Here’s an important question. Will you have enough money to live comfortably when it’s time to retire? Actually, scratch that. Here’s an even more important question. Will I have enough money to live comfortably when it’s time to retire?
It’s a question that’s worth asking, especially if, like me, you are haplessly stumbling toward your mid-sixties with no clear goals and no plan for the future whatsoever other than the half-formed notion that you’d like to make it to the pub on Friday if possible. And oh yeah, wouldn’t it be nice if you didn’t have to spend the rest of your life collecting carts at the grocery store?

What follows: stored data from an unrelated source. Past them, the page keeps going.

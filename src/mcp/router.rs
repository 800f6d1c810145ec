//! Top-level MCP router: routes by JSON-RPC method, delegates to handlers.

use crate::gateway::Gateway;
use crate::mcp::handlers;
use crate::tools::DispatchError;
use crate::types::{Error, Result, ServerConfig};
use serde_json::{json, Value};

/// Result from routing a request.
#[derive(Debug, Clone, PartialEq)]
pub enum RouteResponse {
    /// `result` member of the response.
    Reply(Value),
    /// Acknowledged notification; nothing goes on the wire.
    NoReply,
}

/// JSON-RPC error object.
#[derive(Debug, Clone, PartialEq)]
pub struct RpcError {
    pub code: i64,
    pub message: String,
    pub data: Option<Value>,
}

impl RpcError {
    pub fn new(code: i64, message: impl Into<String>) -> Self {
        Self {
            code,
            message: message.into(),
            data: None,
        }
    }

    pub fn to_json(&self) -> Value {
        let mut error = json!({ "code": self.code, "message": self.message });
        if let Some(data) = &self.data {
            error["data"] = data.clone();
        }
        error
    }
}

impl From<Error> for RpcError {
    fn from(err: Error) -> Self {
        Self {
            code: err.to_rpc_code(),
            message: err.to_string(),
            data: Some(json!({ "code": err.to_error_code() })),
        }
    }
}

impl From<DispatchError> for RpcError {
    fn from(err: DispatchError) -> Self {
        Self {
            code: err.code().rpc_code(),
            message: err.guidance(),
            data: serde_json::to_value(err.diagnostic()).ok(),
        }
    }
}

/// Route a JSON-RPC request to the appropriate handler.
pub async fn route_request(
    gateway: &Gateway,
    server: &ServerConfig,
    method: &str,
    params: Value,
) -> std::result::Result<RouteResponse, RpcError> {
    match method {
        "initialize" => Ok(RouteResponse::Reply(handlers::session::initialize(server, &params))),
        "notifications/initialized" | "notifications/cancelled" => Ok(RouteResponse::NoReply),
        "ping" => Ok(RouteResponse::Reply(json!({}))),
        "tools/list" => Ok(RouteResponse::Reply(handlers::tools::list(gateway))),
        "tools/call" => handlers::tools::call(gateway, &params)
            .await
            .map(RouteResponse::Reply),
        _ => Err(Error::not_found(format!("Method not found: {}", method)).into()),
    }
}

pub fn success_response(id: Value, result: Value) -> Value {
    json!({ "jsonrpc": "2.0", "id": id, "result": result })
}

pub fn error_response(id: Value, error: &RpcError) -> Value {
    json!({ "jsonrpc": "2.0", "id": id, "error": error.to_json() })
}

// =============================================================================
// Shared helpers — used by all handler modules
// =============================================================================

pub fn str_field(body: &Value, key: &str) -> Result<String> {
    body.get(key)
        .and_then(|v| v.as_str())
        .map(|s| s.to_string())
        .ok_or_else(|| Error::validation(format!("Missing required field: {}", key)))
}
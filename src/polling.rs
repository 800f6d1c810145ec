//! Bounded poll driver for submit/poll/fetch style remote jobs.
//!
//! ```text
//!   submit ──ok──► Running ──poll──► Succeeded ──fetch──► done
//!     │               │  ▲      ├──► Failed
//!    err              │  │      └──► Cancelled
//!     ▼               ▼  │
//!  propagate     deadline? ──no──► wait(interval)
//!                     │
//!                    yes ──► TimedOut (job id returned)
//! ```
//!
//! The wait is the only suspension point. It is cut short by the deadline
//! but not by anything else. There are no retries: a failing submit, poll or
//! fetch step propagates its error immediately.

use crate::types::{JobId, PollConfig, Result};
use async_trait::async_trait;
use serde::{Deserialize, Serialize};
use std::time::Duration;
use tokio::time::Instant;

/// State of one driver invocation.
#[derive(Debug, Clone, Copy, PartialEq, Eq, Hash, Serialize, Deserialize)]
#[serde(rename_all = "SCREAMING_SNAKE_CASE")]
pub enum PollState {
    Running,
    Succeeded,
    Failed,
    Cancelled,
    TimedOut,
}

impl PollState {
    pub fn is_terminal(self) -> bool {
        !matches!(self, PollState::Running)
    }
}

/// Status reported by one remote poll step.
#[derive(Debug, Clone, PartialEq, Eq)]
pub enum RemoteStatus {
    Running,
    Succeeded,
    Failed { reason: Option<String> },
    Cancelled { reason: Option<String> },
}

/// A remote job driven by [`run_to_completion`].
#[async_trait]
pub trait RemoteJob: Send {
    type Output: Send;

    /// Start the job and return its identifier.
    async fn submit(&mut self) -> Result<JobId>;

    /// Report the job's current status.
    async fn poll(&mut self, job_id: &JobId) -> Result<RemoteStatus>;

    /// Retrieve final results. Called exactly once, after `Succeeded`.
    async fn fetch(&mut self, job_id: &JobId) -> Result<Self::Output>;
}

/// Terminal outcome of a driver invocation.
#[derive(Debug, Clone, PartialEq)]
pub enum PollOutcome<T> {
    Succeeded { job_id: JobId, output: T },
    Failed { job_id: JobId, reason: Option<String> },
    Cancelled { job_id: JobId, reason: Option<String> },
    /// Deadline reached while the job was still running. The job keeps
    /// running remotely and can be inspected through `job_id`.
    TimedOut { job_id: JobId, elapsed: Duration },
}

impl<T> PollOutcome<T> {
    pub fn state(&self) -> PollState {
        match self {
            PollOutcome::Succeeded { .. } => PollState::Succeeded,
            PollOutcome::Failed { .. } => PollState::Failed,
            PollOutcome::Cancelled { .. } => PollState::Cancelled,
            PollOutcome::TimedOut { .. } => PollState::TimedOut,
        }
    }

    pub fn job_id(&self) -> &JobId {
        match self {
            PollOutcome::Succeeded { job_id, .. }
            | PollOutcome::Failed { job_id, .. }
            | PollOutcome::Cancelled { job_id, .. }
            | PollOutcome::TimedOut { job_id, .. } => job_id,
        }
    }
}

/// Longest span added to an `Instant`; larger configured durations saturate here.
const MAX_SPAN: Duration = Duration::from_secs(30 * 365 * 24 * 60 * 60);

fn offset(base: Instant, span: Duration) -> Instant {
    base.checked_add(span.min(MAX_SPAN)).unwrap_or(base)
}

/// Submit `job`, poll until a terminal status or the deadline, fetch on success.
pub async fn run_to_completion<J: RemoteJob>(
    job: &mut J,
    config: PollConfig,
) -> Result<PollOutcome<J::Output>> {
    let job_id = job.submit().await?;
    let started = Instant::now();
    let deadline_at = offset(started, config.deadline);
    let mut polls: u32 = 0;
    tracing::debug!(%job_id, deadline_ms = config.deadline.as_millis() as u64, "Job submitted");

    loop {
        polls += 1;
        match job.poll(&job_id).await? {
            RemoteStatus::Succeeded => {
                tracing::debug!(%job_id, polls, "Job succeeded");
                let output = job.fetch(&job_id).await?;
                return Ok(PollOutcome::Succeeded { job_id, output });
            }
            RemoteStatus::Failed { reason } => {
                tracing::warn!(%job_id, polls, ?reason, "Job failed");
                return Ok(PollOutcome::Failed { job_id, reason });
            }
            RemoteStatus::Cancelled { reason } => {
                tracing::warn!(%job_id, polls, ?reason, "Job cancelled");
                return Ok(PollOutcome::Cancelled { job_id, reason });
            }
            RemoteStatus::Running => {}
        }

        let elapsed = started.elapsed();
        if elapsed >= config.deadline {
            tracing::warn!(%job_id, polls, elapsed_ms = elapsed.as_millis() as u64, "Job still running at deadline");
            return Ok(PollOutcome::TimedOut { job_id, elapsed });
        }

        let wake_at = offset(Instant::now(), config.interval).min(deadline_at);
        tokio::time::sleep_until(wake_at).await;
    }
}

// =============================================================================
// Tests
// =============================================================================
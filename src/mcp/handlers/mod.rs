//! MCP method handlers, one module per method family.

pub mod session;
pub mod tools;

Retiring is expensive. You need money. Quite a lot of money. The gravity of the situation was brought home to me last week while I was slogging my way through my 2025 tax return (oh, the memories!) It turns out I have enough unused contribution room on my RRSP to fund the purchase of a mid-sized airline. But sadly I have so little money that I can’t even, well, I can’t even afford to pay someone else to do my tax return.
There’s always the Canada Pension Plan. I’m a big fan of the CPP, but even there I have a problem. What you get out is determined by what you put in. I didn’t start making contributions until I was 24 on the not unreasonable grounds that I didn’t live in Canada. There’s another gap in my contribution history from the five years I spent at university while I was in my thirties. Hey, it was a tough course and I didn’t want to rush things. Anyway, after that I got a job as a junior reporter with wages so low that my CPP contributions were virtually zero anyway … I think the thrill of getting my photograph in the paper every week was supposed to be reward enough for my efforts. After all that … you get the picture, and as pictures go, it ain’t particularly pretty.
So, what’s a boy to do?
It’s not that I don’t like working. OK, well maybe it is a bit. But it’s more that I’m starting to feel, if not actually old, then rather less young than I used to. I’ve still got some working years left in me, but I can see a time when I’ll be ready to spend my days sitting on the deck composing long and frequently incoherent letters to my Member of Parliament on a variety of issues, none of which I fully understand, before hiking my pants up somewhere in the direction of my armpits and heading off for my evening meal at 4 p.m.
So how do I get there? How do I put away sufficient dosh over the next couple of years to be able to keep myself and the current Mrs. Long in the necessities of life (Preparation H, gin and Maalox as I understand it) through our declining years? It is, as I said earlier, a question worth asking. And, if I had to do things over again, it’s a question I would probably have asked myself before things went quite this far.